PROBLEM REQUIREMENTS. Whenever a line carries the word "first", pull it out of the entries.

*** Opening of RECORDS FOR THIS EXERCISE ***

//! Rate limiting primitives.
//!
//! - [`strategies`]: the algorithms (token bucket, sliding window, fixed window), each a single
//!   atomic store operation.
//! - [`AlgorithmBank`]: runs a strategy against one scope key and folds store outages into a
//!   fail-open [`ScopeResult`].
//!
//! State lives in an [`AtomicStore`](crate::store::AtomicStore) under `scope:identifier` keys, so
//! every process sharing the store enforces the same limits.

use std::collections::HashMap;
use std::fmt;
use std::sync::Arc;

use serde::Serialize;
use tracing::{debug, error};

use crate::error::StoreError;
use crate::store::AtomicStore;

pub mod strategies;
pub use strategies::{FixedWindow, SlidingWindow, Strategy, TokenBucket};

/// Limit scope a result belongs to.
#[derive(Debug, Clone, Copy, PartialEq, Eq, Hash, Serialize)]
#[serde(rename_all = "lowercase")]
pub enum Scope {
    /// One client.
    User,
    /// One tenant.
    Organization,
    /// One client on one endpoint category.
    Endpoint,
    /// The whole platform.
    Global,
}

impl Scope {
    /// Lowercase name, also the key prefix.
    pub fn as_str(&self) -> &'static str {
        match self {
            Scope::User => "user",
            Scope::Organization => "organization",
            Scope::Endpoint => "endpoint",
            Scope::Global => "global",
        }
    }
}

impl fmt::Display for Scope {
    fn fmt(&self, f: &mut fmt::Formatter<'_>) -> fmt::Result {
        f.write_str(self.as_str())
    }
}

/// Algorithm that produced a result.
#[derive(Debug, Clone, Copy, PartialEq, Eq, Hash, Serialize)]
#[serde(rename_all = "snake_case")]
pub enum Algorithm {
    /// Lazily refilled bucket with priority-weighted cost.
    TokenBucket,
    /// Timestamp log with a burst sub-window.
    SlidingWindow,
    /// Counter per aligned window.
    FixedWindow,
    /// Scope did not apply to this request.
    Skipped,
}

impl Algorithm {
    /// Snake-case name.
    pub fn as_str(&self) -> &'static str {
        match self {
            Algorithm::TokenBucket => "token_bucket",
            Algorithm::SlidingWindow => "sliding_window",
            Algorithm::FixedWindow => "fixed_window",
            Algorithm::Skipped => "skipped",
        }
    }
}

/// Outcome of one scope evaluation.
#[derive(Debug, Clone, PartialEq, Serialize)]
pub struct ScopeResult {
    /// Scope evaluated.
    pub scope: Scope,
    /// Algorithm used.
    pub algorithm: Algorithm,
    /// Store key.
    pub key: String,
    /// Whether this scope admits the request.
    pub allowed: bool,
    /// Requests left in the current window or bucket.
    pub remaining: u64,
    /// Configured limit.
    pub limit: u64,
    /// Epoch seconds at which the scope is fully replenished.
    pub reset_time: u64,
    /// Seconds to wait before retrying; `0` when allowed.
    pub retry_after: u64,
    /// Algorithm-specific details.
    pub metadata: HashMap<String, String>,
    /// The store was unavailable and the scope allowed by default.
    pub fail_open: bool,
}

impl ScopeResult {
    /// Allowed result for a scope that does not apply (organization without a tenant).
    pub fn skipped(scope: Scope, reason: &str, now_ms: u64) -> Self {
        let mut metadata = HashMap::new();
        metadata.insert("skipped".to_string(), reason.to_string());
        Self {
            scope,
            algorithm: Algorithm::Skipped,
            key: String::new(),
            allowed: true,
            remaining: 0,
            limit: 0,
            reset_time: now_ms / 1000,
            retry_after: 0,
            metadata,
            fail_open: false,
        }
    }
}

/// Runs rate-limit strategies against the shared store.
#[derive(Debug, Clone)]
pub struct AlgorithmBank {
    store: Arc<dyn AtomicStore>,
}

impl AlgorithmBank {
    /// Bank over `store`.
    pub fn new(store: Arc<dyn AtomicStore>) -> Self {
        Self { store }
    }

    /// Underlying store.
    pub fn store(&self) -> &Arc<dyn AtomicStore> {
        &self.store
    }

    /// Evaluate `strategy` for `scope` at `key`. Store failures allow the request and set
    /// `fail_open`.
    pub async fn evaluate(
        &self,
        scope: Scope,
        key: &str,
        strategy: &dyn Strategy,
        now_ms: u64,
    ) -> ScopeResult {
        match strategy.check(self.store.as_ref(), key, now_ms).await {
            Ok(mut result) => {
                result.scope = scope;
                debug!(
                    target: "tollgate::rate_limit",
                    scope = scope.as_str(),
                    key,
                    algorithm = result.algorithm.as_str(),
                    allowed = result.allowed,
                    remaining = result.remaining,
                    limit = result.limit,
                    "scope evaluated"
                );
                result
            }
            Err(err) => {
                error!(
                    target: "tollgate::store",
                    scope = scope.as_str(),
                    key,
                    error = %err,
                    "rate limit store unavailable; failing open"
                );
                fail_open(scope, strategy, key, now_ms, &err)
            }
        }
    }

    /// Refilled tokens in a bucket without consuming any.
    pub async fn peek_token_bucket(
        &self,
        key: &str,
        capacity: f64,
        now_ms: u64,
    ) -> Result<f64, StoreError> {
        self.store.peek_token_bucket(key, capacity, now_ms).await
    }
}

fn fail_open(
    scope: Scope,
    strategy: &dyn Strategy,
    key: &str,
    now_ms: u64,
    err: &StoreError,
) -> ScopeResult {
    let mut metadata = HashMap::new();
    metadata.insert("error".to_string(), err.to_string());
    ScopeResult {
        scope,
        algorithm: strategy.algorithm(),
        key: key.to_string(),
        allowed: true,
        remaining: strategy.limit(),
        limit: strategy.limit(),
        reset_time: now_ms / 1000,
        retry_after: 0,
        metadata,
        fail_open: true,
    }
}
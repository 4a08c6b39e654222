//! # Bridge Client
//!
//! Public request/response API over a [`Connection`]. Assigns correlation
//! ids, tracks every in-flight request in a pending table with its own
//! deadline, routes calls either straight to the socket or into the
//! [`CommandQueue`] depending on connection state, and replays the queue
//! serially once the link is restored.
//!
//! ## Usage
//!
//! ```no_run
//! use editor_bridge::{BridgeClient, BridgeConfig, RequestOptions, Request};
//! use serde_json::json;
//! use std::time::Duration;
//!
//! # async fn demo() -> editor_bridge::BridgeResult<()> {
//! let client = BridgeClient::new(BridgeConfig::discover(None)?);
//! client.start("my-tool").await?;
//!
//! let scene = client.call("manage_scene", json!({"action": "get_hierarchy"})).await?;
//! println!("{scene}");
//!
//! // Ask the editor to reload, then block until the link has cycled.
//! client
//!     .send_request(
//!         Request::new("refresh_assets", json!({})),
//!         RequestOptions::default().without_queue(),
//!     )
//!     .await?;
//! client.wait_for_reconnect(Duration::from_secs(60)).await?;
//!
//! client.stop();
//! # Ok(())
//! # }
//! ```
//!
//! ## Routing
//!
//! | State                        | Queueing on                  | Queueing off      |
//! |------------------------------|------------------------------|-------------------|
//! | `Connected`                  | send now                     | send now          |
//! | `Connecting`/`Reconnecting`  | enqueue, settle on replay    | `NotConnected`    |
//! | `Disconnected`               | connect, then send or enqueue| `NotConnected`    |
//!
//! A request queued while the link is `Disconnected` starts a redial
//! sequence with the reconnect backoff, so it is replayed as soon as the
//! editor accepts connections again.
//!
//! ## Settlement
//!
//! Every request settles exactly once through a [`oneshot`] channel: by its
//! response, by its deadline (which also runs while it waits in the queue),
//! by rejection when the socket it was sent on is lost, or by queue clearing
//! when reconnection is abandoned. A timed-out request also requests one
//! forced reconnect, rate-limited by
//! [`ReconnectConfig::force_cooldown_ms`](crate::config::ReconnectConfig::force_cooldown_ms).

use std::collections::HashMap;
use std::sync::atomic::{AtomicBool, Ordering};
use std::sync::{Arc, Mutex, MutexGuard, PoisonError, Weak};
use std::time::Duration;
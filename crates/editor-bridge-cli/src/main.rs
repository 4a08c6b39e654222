//! # editor-bridge-cli
//!
//! Command-line client for the editor bridge. Sends single requests,
//! measures round trips, and watches the link while the editor reloads.

use std::path::PathBuf;
use std::process::ExitCode;
use std::time::{Duration, Instant};

use clap::{Parser, Subcommand};
use serde_json::json;
use tracing_subscriber::EnvFilter;

use editor_bridge::protocol::PING_METHOD;
use editor_bridge::{
    BridgeClient, BridgeConfig, BridgeError, BridgeResult, Request, RequestOptions,
};

/// Command-line client for the editor bridge.
#[derive(Parser)]
#[command(name = "editor-bridge-cli", version, about)]
struct Cli {
    /// Path to editor-bridge.toml config file
    #[arg(short, long)]
    config: Option<PathBuf>,

    /// Editor host override
    #[arg(long)]
    host: Option<String>,

    /// Editor port override
    #[arg(long)]
    port: Option<u16>,

    /// Name announced to the editor in the handshake
    #[arg(long)]
    client_name: Option<String>,

    /// Enable verbose logging (set RUST_LOG for fine-grained control)
    #[arg(short, long)]
    verbose: bool,

    #[command(subcommand)]
    command: Command,
}

#[derive(Subcommand)]
enum Command {
    /// Send one request and print its result as JSON
    Send {
        /// Method name
        method: String,

        /// Params as a JSON document
        params: Option<String>,

        /// Fail immediately instead of queueing while the editor is away
        #[arg(long)]
        no_queue: bool,

        /// Response deadline override
        #[arg(long)]
        timeout_ms: Option<u64>,

        /// Correlation id to use instead of a generated one
        #[arg(long)]
        id: Option<String>,
    },

    /// Round-trip the ping method and report the latency
    Ping,

    /// Print connection state changes until interrupted
    Watch {
        /// Stop after this many seconds
        #[arg(long)]
        seconds: Option<u64>,
    },

    /// Block until the editor link drops and comes back
    WaitReconnect {
        #[arg(long, default_value_t = 60_000)]
        timeout_ms: u64,
    },
}

#[tokio::main]
async fn main() -> ExitCode {
    let cli = Cli::parse();

    let default_filter = if cli.verbose {
        "editor_bridge=debug,editor_bridge_cli=debug"
    } else {
        "editor_bridge=warn"
    };
    tracing_subscriber::fmt()
        .with_env_filter(
            EnvFilter::try_from_default_env().unwrap_or_else(|_| EnvFilter::new(default_filter)),
        )
        .with_writer(std::io::stderr)
        .init();

    match run(cli).await {
        Ok(()) => ExitCode::SUCCESS,
        Err(e) => {
            eprintln!("{} error: {e}", e.kind());
            ExitCode::FAILURE
        }
    }
}

fn load_config(cli: &Cli) -> BridgeResult<BridgeConfig> {
    let mut config = BridgeConfig::discover(cli.config.as_deref())?;
    if let Some(host) = &cli.host {
        config.host.clone_from(host);
    }
    if let Some(port) = cli.port {
        config.port = port;
    }
    if let Some(name) = &cli.client_name {
        config.client_name.clone_from(name);
    }
    config.validate()?;
    Ok(config)
}

async fn run(cli: Cli) -> BridgeResult<()> {
    let config = load_config(&cli)?;
    tracing::debug!(url = %config.url(), "Loaded configuration");

    let client_name = config.client_name.clone();
    let client = BridgeClient::new(config);

    let outcome = match cli.command {
        Command::Send {
            method,
            params,
            no_queue,
            timeout_ms,
            id,
        } => {
            let params = match params.as_deref() {
                Some(raw) => serde_json::from_str(raw).map_err(|e| BridgeError::Validation {
                    reason: format!("params are not valid JSON: {e}"),
                })?,
                None => json!({}),
            };
            let mut request = Request::new(method, params);
            if let Some(id) = id {
                request = request.with_id(id);
            }
            let mut options = RequestOptions::default();
            if no_queue {
                options = options.without_queue();
            }
            if let Some(ms) = timeout_ms {
                options = options.with_timeout(Duration::from_millis(ms));
            }

            // Queued sends retry the connection themselves.
            if let Err(e) = client.start(&client_name).await {
                if no_queue {
                    return Err(e);
                }
                tracing::warn!(error = %e, "Editor not reachable yet, request will be queued");
            }
            send(&client, request, options).await
        }

        Command::Ping => {
            client.start(&client_name).await?;
            let started = Instant::now();
            let result = client.call(PING_METHOD, json!({})).await;
            result.map(|value| {
                println!("{value}");
                println!("round trip: {}ms", started.elapsed().as_millis());
            })
        }

        Command::Watch { seconds } => {
            let _subscription = client.on_connection_state_change(|change| {
                match &change.reason {
                    Some(reason) => println!("{} -> {} ({reason})", change.previous, change.current),
                    None => println!("{} -> {}", change.previous, change.current),
                }
            });
            if let Err(e) = client.start(&client_name).await {
                eprintln!("initial connect failed: {e}");
            }
            match seconds {
                Some(seconds) => {
                    tokio::select! {
                        () = tokio::time::sleep(Duration::from_secs(seconds)) => {}
                        _ = tokio::signal::ctrl_c() => {}
                    }
                }
                None => {
                    tokio::signal::ctrl_c().await?;
                }
            }
            Ok(())
        }

        Command::WaitReconnect { timeout_ms } => {
            client.start(&client_name).await?;
            let started = Instant::now();
            client
                .wait_for_reconnect(Duration::from_millis(timeout_ms))
                .await
                .map(|()| {
                    println!("reconnected after {}ms", started.elapsed().as_millis());
                })
        }
    };

    let stats = client.queue_stats();
    tracing::debug!(
        enqueued = stats.enqueued,
        replayed = stats.replayed,
        rejected = stats.rejected,
        dropped = stats.dropped,
        expired = stats.expired,
        "Queue statistics"
    );
    client.stop();
    outcome
}

async fn send(client: &BridgeClient, request: Request, options: RequestOptions) -> BridgeResult<()> {
    let result = client.send_request(request, options).await?;
    println!("{}", serde_json::to_string_pretty(&result)?);
    Ok(())
}
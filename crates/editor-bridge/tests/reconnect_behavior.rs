mod support;

use std::sync::{Arc, Mutex};
use std::time::Duration;

use editor_bridge::{
    BridgeClient, BridgeConfig, BridgeError, ConnectionState, MAX_RECONNECT_REASON,
    RequestOptions, Request,
};
use serde_json::{Value, json};
use tokio::task::JoinHandle;

use support::mock_editor::{MockEditorServer, STEP_TIMEOUT};

fn resilient_test_config(server: &MockEditorServer) -> BridgeConfig {
    let mut config = BridgeConfig::new();
    config.host = "127.0.0.1".into();
    config.port = server.port();
    config.request_timeout_ms = 2000;
    config.connect_timeout_ms = 500;
    config.heartbeat.enabled = false;
    config.reconnect.enabled = true;
    config.reconnect.base_delay_ms = 20;
    config.reconnect.max_delay_ms = 40;
    config.reconnect.max_attempts = 200;
    config
}

fn request_id(request: &Value) -> String {
    request
        .get("id")
        .and_then(Value::as_str)
        .expect("request missing string id")
        .to_string()
}

async fn start_server_or_skip(test_name: &str) -> Option<MockEditorServer> {
    support::init_tracing();
    match MockEditorServer::start().await {
        Ok(server) => Some(server),
        Err(err) => {
            eprintln!("Skipping {test_name}: unable to start mock editor: {err}");
            None
        }
    }
}

async fn wait_for_state(client: &BridgeClient, state: ConnectionState) {
    tokio::time::timeout(STEP_TIMEOUT, async {
        while client.connection_state() != state {
            tokio::time::sleep(Duration::from_millis(5)).await;
        }
    })
    .await
    .unwrap_or_else(|_| panic!("client never reached {state}"));
}

async fn wait_for_queue_size(client: &BridgeClient, size: usize) {
    tokio::time::timeout(STEP_TIMEOUT, async {
        while client.queue_stats().size != size {
            tokio::time::sleep(Duration::from_millis(5)).await;
        }
    })
    .await
    .unwrap_or_else(|_| panic!("queue never reached {size} items"));
}

/// Issue `method` in the background and wait until it sits in the queue.
async fn queue_call(
    client: &Arc<BridgeClient>,
    method: &str,
) -> JoinHandle<editor_bridge::BridgeResult<Value>> {
    let depth = client.queue_stats().size;
    let handle = {
        let client = Arc::clone(client);
        let method = method.to_string();
        tokio::spawn(async move { client.call(&method, json!({})).await })
    };
    wait_for_queue_size(client, depth + 1).await;
    handle
}

/// Start a client, then drop the socket with the editor refusing reconnects.
async fn client_in_outage(server: &mut MockEditorServer, config: BridgeConfig) -> Arc<BridgeClient> {
    let client = Arc::new(BridgeClient::new(config));
    client.start("integration-test").await.unwrap();
    let connection = server.accept_connection().await;

    server.set_accepting(false);
    connection.force_close();
    wait_for_state(&client, ConnectionState::Reconnecting).await;
    client
}

#[tokio::test]
async fn queued_requests_replay_in_order_one_at_a_time() {
    let Some(mut server) =
        start_server_or_skip("queued_requests_replay_in_order_one_at_a_time").await
    else {
        return;
    };
    let config = resilient_test_config(&server);
    let client = client_in_outage(&mut server, config).await;

    let b = queue_call(&client, "step_b").await;
    let c = queue_call(&client, "step_c").await;
    assert_eq!(client.queue_stats().enqueued, 2);

    server.set_accepting(true);
    let mut connection = server.accept_connection().await;
    assert_eq!(connection.index(), 1);

    let first = connection.recv_request_method("step_b").await;
    // C waits until B settles.
    assert!(
        connection
            .try_recv_request(Duration::from_millis(200))
            .await
            .is_none()
    );
    connection.send_result(&request_id(&first), json!("b"));

    let second = connection.recv_request_method("step_c").await;
    connection.send_result(&request_id(&second), json!("c"));

    assert_eq!(b.await.unwrap().unwrap(), json!("b"));
    assert_eq!(c.await.unwrap().unwrap(), json!("c"));

    let stats = client.queue_stats();
    assert_eq!(stats.replayed, 2);
    assert_eq!(stats.size, 0);
    assert_eq!(stats.rejected, 0);
    client.stop();
}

*** Close of RECORDS FOR THIS EXERCISE ***

TASK ANSWER.
    let first = connection.recv_request_method("step_b").await;
    connection.send_result(&request_id(&first), json!("b"));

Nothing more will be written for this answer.